▸ ASSIGNMENT:
Repeat exactly the lines from the line containing "task that failed." through the last line of the records below, inclusive, and nothing else.

▸ DATA FOR REVIEW:
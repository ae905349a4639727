//! Error types for entwine operations.

use thiserror::Error;

/// Result type alias for entwine operations.
pub type Result<T> = std::result::Result<T, EntwineError>;

/// Errors that can occur during a blocking run.
#[derive(Error, Debug)]
pub enum EntwineError {
    /// IO error from file operations.
    #[error("IO error: {0}")]
    Io(#[from] std::io::Error),

    /// Invalid configuration, detected before any worker starts.
    #[error("configuration error: {0}")]
    Config(String),

    /// A worker task failed. The run is aborted and partial state discarded.
    #[error("worker failed on partition {partition}: {message}")]
    Worker {
        /// Index of the task that failed.
        partition: usize,
        /// Failure description from the worker.
        message: String,
    },

    /// A merge step received a payload of an incompatible shape.
    #[error("type mismatch: expected {expected}, found {found}")]
    TypeMismatch {
        /// Shape the merge step expected.
        expected: String,
        /// Shape it actually received.
        found: String,
    },

    /// Malformed input data.
    #[error("invalid format: {0}")]
    InvalidFormat(String),

    /// A requested file or resource does not exist.
    #[error("not found: {0}")]
    NotFound(String),
}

▸ ANSWER TO THE PROBLEM:
        /// Index of the task that failed.
        partition: usize,
        /// Failure description from the worker.
        message: String,
    },

    /// A merge step received a payload of an incompatible shape.
    #[error("type mismatch: expected {expected}, found {found}")]
    TypeMismatch {
        /// Shape the merge step expected.
        expected: String,
        /// Shape it actually received.
        found: String,
    },

    /// Malformed input data.
    #[error("invalid format: {0}")]
    InvalidFormat(String),

    /// A requested file or resource does not exist.
    #[error("not found: {0}")]
    NotFound(String),
}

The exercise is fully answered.